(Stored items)
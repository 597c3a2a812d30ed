//! Scoring Telemetry
//!
//! Degradation counters for data-quality drift: bad dates, vocabulary
//! the model never saw, numeric columns the input could not feed. These
//! are observations, not errors; scoring continues and the counters let
//! operators notice drift. Owned by the pipeline instance, no globals.

use std::sync::atomic::{AtomicU64, Ordering};

use serde::{Deserialize, Serialize};

use crate::logic::features::BuildReport;

/// Running counters, safe to bump from concurrent requests.
#[derive(Debug, Default)]
pub struct ScoringTelemetry {
    records_scored: AtomicU64,
    date_fallbacks: AtomicU64,
    unknown_categories: AtomicU64,
    missing_numeric_defaults: AtomicU64,
}

impl ScoringTelemetry {
    pub fn new() -> Self {
        Self::default()
    }

    /// Fold one build's degradation counts into the running totals.
    pub fn record_build(&self, report: &BuildReport) {
        self.records_scored
            .fetch_add(report.records, Ordering::Relaxed);
        self.date_fallbacks
            .fetch_add(report.date_fallbacks, Ordering::Relaxed);
        self.unknown_categories
            .fetch_add(report.unknown_categories, Ordering::Relaxed);
        self.missing_numeric_defaults
            .fetch_add(report.missing_numeric_defaults, Ordering::Relaxed);
    }

    /// Numeric cells that arrived unparseable and were defaulted to 0
    /// before the build (delimited input path).
    pub fn note_missing_numeric(&self, n: u64) {
        self.missing_numeric_defaults.fetch_add(n, Ordering::Relaxed);
    }

    /// Point-in-time counter values for the status surface.
    pub fn snapshot(&self) -> TelemetrySnapshot {
        TelemetrySnapshot {
            records_scored: self.records_scored.load(Ordering::Relaxed),
            date_fallbacks: self.date_fallbacks.load(Ordering::Relaxed),
            unknown_categories: self.unknown_categories.load(Ordering::Relaxed),
            missing_numeric_defaults: self.missing_numeric_defaults.load(Ordering::Relaxed),
        }
    }
}

/// Counter values at one point in time.
#[derive(Debug, Clone, Copy, Default, PartialEq, Eq, Serialize, Deserialize)]
pub struct TelemetrySnapshot {
    pub records_scored: u64,
    pub date_fallbacks: u64,
    pub unknown_categories: u64,
    pub missing_numeric_defaults: u64,
}
//! Random Forest Evaluation
//!
//! Evaluates the flattened tree arrays exported to `modelo_rf.json`.
//! Each tree routes a row to a leaf (`x[feature] <= threshold` goes
//! left), the leaf's positive-class weight fraction is that tree's
//! probability, and the forest averages tree probabilities.

use ndarray::{ArrayView1, ArrayView2};
use serde::{Deserialize, Serialize};

/// One node of a flattened decision tree.
///
/// Leaves carry `-1` in `feature`, `left` and `right`. Internal nodes
/// always point at children with larger indices, so descent terminates.
#[derive(Debug, Clone, Copy, PartialEq, Serialize, Deserialize)]
pub struct TreeNode {
    /// Split feature index; -1 on leaves
    pub feature: i32,
    pub threshold: f64,
    /// Left child index; -1 on leaves
    pub left: i32,
    /// Right child index; -1 on leaves
    pub right: i32,
    /// Per-class sample weights at this node: [negative, positive]
    pub value: [f64; 2],
}

impl TreeNode {
    pub fn is_leaf(&self) -> bool {
        self.left < 0
    }

    /// Positive-class fraction of the samples that reached this node
    pub fn positive_fraction(&self) -> f64 {
        let total = self.value[0] + self.value[1];
        if total > 0.0 {
            self.value[1] / total
        } else {
            0.0
        }
    }
}

/// One exported decision tree.
#[derive(Debug, Clone, PartialEq, Serialize, Deserialize)]
pub struct DecisionTree {
    pub nodes: Vec<TreeNode>,
}

impl DecisionTree {
    /// Route a row from the root to its leaf.
    fn leaf_probability(&self, row: ArrayView1<'_, f64>) -> f64 {
        let mut idx = 0usize;
        loop {
            let node = &self.nodes[idx];
            if node.is_leaf() {
                return node.positive_fraction();
            }
            idx = if row[node.feature as usize] <= node.threshold {
                node.left as usize
            } else {
                node.right as usize
            };
        }
    }

    /// Structural check, run at artifact load.
    ///
    /// Rejects empty trees, half-leaf nodes, out-of-range children or
    /// features, and children that do not move forward in the array
    /// (forward-only children are what make `leaf_probability` finite).
    fn validate(&self, n_features: usize) -> Result<(), String> {
        if self.nodes.is_empty() {
            return Err("tree has no nodes".to_string());
        }
        let len = self.nodes.len() as i32;
        for (idx, node) in self.nodes.iter().enumerate() {
            if node.is_leaf() {
                if node.right >= 0 {
                    return Err(format!("node {idx} is half leaf"));
                }
                continue;
            }
            if node.right < 0 {
                return Err(format!("node {idx} is half leaf"));
            }
            if node.feature < 0 || node.feature as usize >= n_features {
                return Err(format!(
                    "node {idx} splits on feature {} of {n_features}",
                    node.feature
                ));
            }
            let idx = idx as i32;
            if node.left <= idx || node.left >= len || node.right <= idx || node.right >= len {
                return Err(format!("node {idx} has out-of-order children"));
            }
        }
        Ok(())
    }
}

/// Exported random forest parameters.
#[derive(Debug, Clone, PartialEq, Serialize, Deserialize)]
pub struct ForestModel {
    /// Training-library class name, surfaced by the status query
    #[serde(default = "default_model_name")]
    pub model_name: String,
    /// Width of the aligned feature matrix this model expects
    pub n_features: usize,
    pub trees: Vec<DecisionTree>,
}

fn default_model_name() -> String {
    "RandomForestClassifier".to_string()
}

impl ForestModel {
    /// Structural check, run at artifact load.
    pub fn validate(&self) -> Result<(), String> {
        if self.trees.is_empty() {
            return Err("forest export contains no trees".to_string());
        }
        for (i, tree) in self.trees.iter().enumerate() {
            tree.validate(self.n_features)
                .map_err(|e| format!("tree {i}: {e}"))?;
        }
        Ok(())
    }

    /// Positive-class probability per row, averaged over trees.
    pub fn positive_probabilities(&self, x: ArrayView2<'_, f64>) -> Vec<f64> {
        let n_trees = self.trees.len() as f64;
        x.outer_iter()
            .map(|row| {
                let sum: f64 = self.trees.iter().map(|t| t.leaf_probability(row)).sum();
                sum / n_trees
            })
            .collect()
    }
}
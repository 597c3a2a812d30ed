//! Central Configuration Constants
//!
//! Single source of truth for all configuration defaults.
//! To change the artifact directory or scoring thresholds, only edit this file.

/// Default directory holding the exported model artifacts
///
/// This is the fallback path when no environment variable is set.
/// Relative paths resolve against the process working directory.
pub const DEFAULT_MODEL_DIR: &str = "models";

/// Logistic regression export filename
pub const LREG_MODEL_FILE: &str = "modelo_lreg.json";

/// Random forest export filename
pub const RF_MODEL_FILE: &str = "modelo_rf.json";

/// Fitted standard scaler filename
pub const SCALER_FILE: &str = "scaler.json";

/// Schema-and-metrics bundle filename
pub const BUNDLE_FILE: &str = "model_artifacts.json";

/// Ensemble weight applied to the logistic regression probability
pub const LREG_BLEND_WEIGHT: f64 = 0.5;

/// Ensemble weight applied to the random forest probability
pub const RF_BLEND_WEIGHT: f64 = 0.5;

/// Scores strictly above this are high risk
pub const HIGH_RISK_THRESHOLD: f64 = 0.5;

/// Scores strictly above this (and not high) are medium risk
pub const MEDIUM_RISK_THRESHOLD: f64 = 0.25;

/// Year substituted when an incident date cannot be parsed
pub const FALLBACK_YEAR: f64 = 2021.0;

/// Month substituted when an incident date cannot be parsed
pub const FALLBACK_MONTH: f64 = 1.0;

/// Weekday substituted when an incident date cannot be parsed (0 = Monday)
pub const FALLBACK_WEEKDAY: f64 = 0.0;

/// Placeholder for missing categorical values
pub const UNKNOWN_CATEGORY: &str = "desconocido";

/// Class label synthesized when a record carries no accident type at all
pub const DEFAULT_CLASS_LABEL: &str = "Accidente";

/// App version
pub const APP_VERSION: &str = env!("CARGO_PKG_VERSION");

/// App name
pub const APP_NAME: &str = "Riesgo-Core";

// ============================================
// Helper functions to read from env with fallback
// ============================================

/// Get the model artifact directory from environment or use default
pub fn get_model_dir() -> String {
    std::env::var("RIESGO_MODEL_DIR").unwrap_or_else(|_| DEFAULT_MODEL_DIR.to_string())
}

#[cfg(test)]
mod tests {
    use super::*;

    #[test]
    fn test_blend_weights_sum_to_one() {
        assert!((LREG_BLEND_WEIGHT + RF_BLEND_WEIGHT - 1.0).abs() < 1e-12);
    }

    #[test]
    fn test_threshold_ordering() {
        assert!(MEDIUM_RISK_THRESHOLD < HIGH_RISK_THRESHOLD);
    }
}
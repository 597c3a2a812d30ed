//! Comuna Fairness Ranking
//!
//! Fixed per-comuna fairness AUROC table, estimated offline from the
//! model evaluation report and shipped with the service. Nothing here
//! is computed at runtime; fairness evaluation itself happens in the
//! training pipeline.

use serde::{Deserialize, Serialize};

/// Default number of entries returned by the ranking query
pub const DEFAULT_RANKING_LIMIT: usize = 5;

/// Offline fairness AUROC per comuna, best first
const FAIRNESS_AUROC: &[(&str, f64)] = &[
    ("CURACAVI", 0.99),
    ("TILTIL", 0.98),
    ("PIRQUE", 0.98),
    ("ISLA DE MAIPO", 0.97),
    ("LO ESPEJO", 0.97),
    ("SAN JOSE DE MAIPO", 0.96),
    ("TALAGANTE", 0.95),
];

/// One comuna's offline fairness figure.
#[derive(Debug, Clone, PartialEq, Serialize, Deserialize)]
pub struct ComunaRanking {
    pub comuna: String,
    pub auroc: f64,
}

/// Top `limit` comunas by offline fairness AUROC.
pub fn comuna_ranking(limit: usize) -> Vec<ComunaRanking> {
    FAIRNESS_AUROC
        .iter()
        .take(limit)
        .map(|(comuna, auroc)| ComunaRanking {
            comuna: (*comuna).to_string(),
            auroc: *auroc,
        })
        .collect()
}
//! Features Module - Training-Schema Reconstruction
//!
//! Turns canonical records into the exact numeric matrix the classifiers
//! were fit on. Calendar derivation, numeric scaling and categorical
//! expansion live in their own files; `builder` sequences them and
//! `matrix::FeatureMatrix::reindex` enforces the trained column order.

pub mod builder;
pub mod calendar;
pub mod matrix;


// Re-export common types
pub use builder::{build_matrix, BuildReport};
pub use calendar::{calendar_features, CalendarFeatures};
pub use matrix::FeatureMatrix;
//! API Module
//!
//! Read-only DTO surfaces consumed by whatever transport fronts the
//! core (HTTP layer, CLI). No scoring logic lives here.

pub mod ranking;
pub mod status;

// Re-export common types
pub use ranking::{comuna_ranking, ComunaRanking};
pub use status::{service_status, ServiceStatus};
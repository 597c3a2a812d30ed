//! Riesgo-Core - Traffic Incident Risk Scoring (Library Root)
//!
//! Harmonizes raw incident records into the canonical training vocabulary and
//! scores them with the blended classifier pair loaded from exported artifacts.

pub mod api;
pub mod constants;
pub mod error;
pub mod logic;

pub use error::{ArtifactError, ScoringError};
pub use logic::artifacts::{ArtifactBundle, ArtifactStore, StoreStatus};
pub use logic::harmonize::{harmonize, CanonicalRecord, RawRecord};
pub use logic::pipeline::types::{BatchInput, PredictionResult, RiskLevel};
pub use logic::pipeline::Pipeline;
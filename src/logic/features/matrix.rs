//! Named-Column Feature Matrix
//!
//! Dense f64 matrix with an ordered column-name header, one row per
//! record. `reindex` is the train/serve parity repair: it forces any
//! expanded matrix into the exact column set and order the classifiers
//! were fit on, zero-filling gaps and dropping extras.

use ndarray::Array2;

/// Dense numeric matrix with named, ordered columns.
#[derive(Debug, Clone, PartialEq)]
pub struct FeatureMatrix {
    columns: Vec<String>,
    values: Array2<f64>,
}

impl FeatureMatrix {
    /// Build from parts. Column count must match the value width.
    pub fn new(columns: Vec<String>, values: Array2<f64>) -> Self {
        debug_assert_eq!(columns.len(), values.ncols());
        Self { columns, values }
    }

    pub fn n_rows(&self) -> usize {
        self.values.nrows()
    }

    pub fn n_cols(&self) -> usize {
        self.values.ncols()
    }

    pub fn columns(&self) -> &[String] {
        &self.columns
    }

    pub fn values(&self) -> &Array2<f64> {
        &self.values
    }

    /// Position of a column by name (O(n), columns are few)
    pub fn column_index(&self, name: &str) -> Option<usize> {
        self.columns.iter().position(|c| c == name)
    }

    /// Cell lookup by row and column name.
    pub fn get(&self, row: usize, column: &str) -> Option<f64> {
        let col = self.column_index(column)?;
        self.values.get((row, col)).copied()
    }

    /// Reindex to the target column order.
    ///
    /// Columns absent from this matrix come out all-zero; columns this
    /// matrix has but the target does not name are dropped. The output
    /// header always equals `target` exactly.
    pub fn reindex(&self, target: &[String]) -> FeatureMatrix {
        let mut out = Array2::zeros((self.n_rows(), target.len()));
        for (dst, name) in target.iter().enumerate() {
            if let Some(src) = self.column_index(name) {
                out.column_mut(dst).assign(&self.values.column(src));
            }
        }
        FeatureMatrix {
            columns: target.to_vec(),
            values: out,
        }
    }
}
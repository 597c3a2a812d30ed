//! Logistic Regression Evaluation
//!
//! Evaluates the exported coefficient vector from `modelo_lreg.json`.
//! Inference is a dot product and a sigmoid; nothing here is fit or
//! updated at runtime.

use ndarray::ArrayView2;
use serde::{Deserialize, Serialize};

/// Exported logistic regression parameters.
#[derive(Debug, Clone, PartialEq, Serialize, Deserialize)]
pub struct LogisticModel {
    /// Training-library class name, surfaced by the status query
    #[serde(default = "default_model_name")]
    pub model_name: String,
    /// Width of the aligned feature matrix this model expects
    pub n_features: usize,
    /// One weight per feature column, in schema order
    pub coefficients: Vec<f64>,
    pub intercept: f64,
}

fn default_model_name() -> String {
    "LogisticRegression".to_string()
}

impl LogisticModel {
    /// Structural check, run at artifact load.
    pub fn validate(&self) -> Result<(), String> {
        if self.coefficients.len() != self.n_features {
            return Err(format!(
                "logistic regression carries {} coefficients for {} features",
                self.coefficients.len(),
                self.n_features
            ));
        }
        Ok(())
    }

    /// Positive-class probability per row.
    pub fn positive_probabilities(&self, x: ArrayView2<'_, f64>) -> Vec<f64> {
        x.outer_iter()
            .map(|row| {
                let z: f64 = self.intercept
                    + row
                        .iter()
                        .zip(&self.coefficients)
                        .map(|(xi, wi)| xi * wi)
                        .sum::<f64>();
                sigmoid(z)
            })
            .collect()
    }
}

/// Numerically stable logistic sigmoid.
fn sigmoid(z: f64) -> f64 {
    if z >= 0.0 {
        1.0 / (1.0 + (-z).exp())
    } else {
        let e = z.exp();
        e / (1.0 + e)
    }
}

#[cfg(test)]
mod tests {
    use super::*;
    use ndarray::array;

    #[test]
    fn test_sigmoid_midpoint_and_bounds() {
        assert!((sigmoid(0.0) - 0.5).abs() < 1e-15);
        assert!(sigmoid(40.0) > 0.999_999);
        assert!(sigmoid(-40.0) < 1e-6);
        assert!(sigmoid(-800.0) >= 0.0);
    }

    #[test]
    fn test_known_coefficients() {
        let model = LogisticModel {
            model_name: "LogisticRegression".to_string(),
            n_features: 2,
            coefficients: vec![2.0, 0.0],
            intercept: -1.0,
        };
        let x = array![[1.0, 5.0], [0.0, 5.0]];
        let p = model.positive_probabilities(x.view());
        // z = 1 and z = -1
        assert!((p[0] - 0.731_058_578_630_004_9).abs() < 1e-12);
        assert!((p[1] - 0.268_941_421_369_995_1).abs() < 1e-12);
    }

    #[test]
    fn test_zero_model_scores_half() {
        let model = LogisticModel {
            model_name: "LogisticRegression".to_string(),
            n_features: 3,
            coefficients: vec![0.0; 3],
            intercept: 0.0,
        };
        let x = array![[9.0, -4.0, 2.0]];
        let p = model.positive_probabilities(x.view());
        assert!((p[0] - 0.5).abs() < 1e-15);
    }

    #[test]
    fn test_validate_rejects_width_mismatch() {
        let model = LogisticModel {
            model_name: "LogisticRegression".to_string(),
            n_features: 3,
            coefficients: vec![0.0; 2],
            intercept: 0.0,
        };
        assert!(model.validate().is_err());
    }
}
//! Two-Classifier Ensemble
//!
//! Blends both classifiers' positive-class probabilities with fixed
//! weights. The weights are deployment constants; changing them means
//! re-exporting, not a runtime knob.

use ndarray::ArrayView2;

use crate::constants::{LREG_BLEND_WEIGHT, RF_BLEND_WEIGHT};
use crate::logic::model::forest::ForestModel;
use crate::logic::model::linear::LogisticModel;

/// Read-only probability model over an aligned feature matrix.
///
/// Both exported models implement this; tests substitute mocks.
pub trait Classifier: Send + Sync {
    /// Model type name surfaced by the status query
    fn name(&self) -> &str;

    /// Width of the aligned feature matrix this model expects
    fn n_features(&self) -> usize;

    /// Positive-class probability per row, each in [0, 1]
    fn predict_proba(&self, x: ArrayView2<'_, f64>) -> Vec<f64>;
}

impl Classifier for LogisticModel {
    fn name(&self) -> &str {
        &self.model_name
    }

    fn n_features(&self) -> usize {
        self.n_features
    }

    fn predict_proba(&self, x: ArrayView2<'_, f64>) -> Vec<f64> {
        self.positive_probabilities(x)
    }
}

impl Classifier for ForestModel {
    fn name(&self) -> &str {
        &self.model_name
    }

    fn n_features(&self) -> usize {
        self.n_features
    }

    fn predict_proba(&self, x: ArrayView2<'_, f64>) -> Vec<f64> {
        self.positive_probabilities(x)
    }
}

/// Blend both classifiers over one aligned matrix, one score per row.
///
/// Scores stay in [0, 1]: each input probability is, and the weights are
/// a convex combination.
pub fn blend(lreg: &dyn Classifier, rf: &dyn Classifier, x: ArrayView2<'_, f64>) -> Vec<f64> {
    debug_assert_eq!(x.ncols(), lreg.n_features());
    debug_assert_eq!(x.ncols(), rf.n_features());
    let p_lreg = lreg.predict_proba(x);
    let p_rf = rf.predict_proba(x);
    p_lreg
        .iter()
        .zip(&p_rf)
        .map(|(a, b)| LREG_BLEND_WEIGHT * a + RF_BLEND_WEIGHT * b)
        .collect()
}

#[cfg(test)]
mod tests {
    use super::*;
    use ndarray::array;

    /// Fixed-output classifier for blend arithmetic tests
    struct Constant(f64);

    impl Classifier for Constant {
        fn name(&self) -> &str {
            "Constant"
        }

        fn n_features(&self) -> usize {
            2
        }

        fn predict_proba(&self, x: ArrayView2<'_, f64>) -> Vec<f64> {
            vec![self.0; x.nrows()]
        }
    }

    #[test]
    fn test_blend_is_the_documented_average() {
        let x = array![[0.0, 0.0]];
        let scores = blend(&Constant(0.8), &Constant(0.4), x.view());
        assert_eq!(scores.len(), 1);
        assert!((scores[0] - 0.6).abs() < 1e-12);
    }

    #[test]
    fn test_blend_per_row() {
        let x = array![[0.0, 0.0], [1.0, 1.0], [2.0, 2.0]];
        let scores = blend(&Constant(1.0), &Constant(0.0), x.view());
        for s in scores {
            assert!((s - 0.5).abs() < 1e-12);
        }
    }

    #[test]
    fn test_blend_deterministic_with_real_models() {
        let lreg = LogisticModel {
            model_name: "LogisticRegression".to_string(),
            n_features: 2,
            coefficients: vec![0.7, -1.3],
            intercept: 0.2,
        };
        let rf = ForestModel {
            model_name: "RandomForestClassifier".to_string(),
            n_features: 2,
            trees: vec![crate::logic::model::forest::DecisionTree {
                nodes: vec![crate::logic::model::forest::TreeNode {
                    feature: -1,
                    threshold: 0.0,
                    left: -1,
                    right: -1,
                    value: [1.0, 3.0],
                }],
            }],
        };
        let x = array![[0.3, -0.9], [1.4, 0.1]];
        let a = blend(&lreg, &rf, x.view());
        let b = blend(&lreg, &rf, x.view());
        assert_eq!(a, b);
        for s in a {
            assert!((0.0..=1.0).contains(&s));
        }
    }

    #[test]
    fn test_empty_matrix_yields_no_scores() {
        let x = ndarray::Array2::<f64>::zeros((0, 2));
        assert!(blend(&Constant(0.9), &Constant(0.1), x.view()).is_empty());
    }
}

> **ASSIGNED TASK**:
Copy out each line in the preceding records that contains "over".

> **EXERCISE RESULT**:
    /// Positive-class probability per row, averaged over trees.
/// Read-only probability model over an aligned feature matrix.
/// Blend both classifiers over one aligned matrix, one score per row.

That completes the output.